> Stored items:
####
// SPDX-FileCopyrightText: 2026 Valet Contributors
// SPDX-License-Identifier: MIT OR Apache-2.0

//! Per-key serial work lanes with a bounded mailbox.
//!
//! Each key (a user) gets one worker task that runs its jobs strictly in
//! arrival order. A lane holds at most `depth_cap` jobs including the one
//! running; submissions beyond that are rejected so a flooding user backs
//! up their own lane, never anyone else's.

use std::collections::HashMap;
use std::future::Future;
use std::pin::Pin;
use std::sync::{Arc, Mutex};

use tokio::sync::mpsc;
use tracing::{debug, warn};

type Job = Pin<Box<dyn Future<Output = ()> + Send>>;

struct Lane {
    tx: mpsc::UnboundedSender<Job>,
    /// Jobs queued plus the one running. Maintained under the map lock.
    depth: usize,
}

/// Keyed serial executor with per-lane depth caps.
#[derive(Clone)]
pub struct LaneQueue {
    lanes: Arc<Mutex<HashMap<String, Lane>>>,
    depth_cap: usize,
}

impl LaneQueue {
    pub fn new(depth_cap: usize) -> Self {
        Self {
            lanes: Arc::new(Mutex::new(HashMap::new())),
            depth_cap,
        }
    }

    /// Submits a job to the key's lane. Returns `false` (dropping the job)
    /// when the lane is already at its depth cap.
    pub fn submit<F>(&self, key: &str, job: F) -> bool
    where
        F: Future<Output = ()> + Send + 'static,
    {
        let mut lanes = self.lanes.lock().unwrap_or_else(|e| e.into_inner());

        if let Some(lane) = lanes.get_mut(key) {
            if lane.depth >= self.depth_cap {
                warn!(key, depth = lane.depth, "lane full, rejecting job");
                return false;
            }
            lane.depth += 1;
            // The worker only exits after removing its entry under this
            // lock, so the send cannot race a closed receiver.
            let _ = lane.tx.send(Box::pin(job));
            return true;
        }

        let (tx, mut rx) = mpsc::unbounded_channel::<Job>();
        let _ = tx.send(Box::pin(job));
        lanes.insert(key.to_string(), Lane { tx, depth: 1 });

        let lanes_ref = Arc::clone(&self.lanes);
        let worker_key = key.to_string();
        tokio::spawn(async move {
            while let Some(job) = rx.recv().await {
                // Run each job in its own task so a panic poisons nothing
                // and order within the lane is preserved.
                let _ = tokio::spawn(job).await;

                let mut lanes = lanes_ref.lock().unwrap_or_else(|e| e.into_inner());
                let Some(lane) = lanes.get_mut(&worker_key) else {
                    break;
                };
                lane.depth -= 1;
                if lane.depth == 0 {
                    lanes.remove(&worker_key);
                    debug!(key = %worker_key, "lane drained");
                    break;
                }
            }
        });

        true
    }

    /// Current depth of a key's lane (0 when idle).
    pub fn depth(&self, key: &str) -> usize {
        self.lanes
            .lock()
            .unwrap_or_else(|e| e.into_inner())
            .get(key)
            .map_or(0, |lane| lane.depth)
    }
}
####
> WORK ORDER: Copy down each line in the entries that has the word "mpsc".

> WRITTEN RESPONSE:
use tokio::sync::mpsc;
    tx: mpsc::UnboundedSender<Job>,
        let (tx, mut rx) = mpsc::unbounded_channel::<Job>();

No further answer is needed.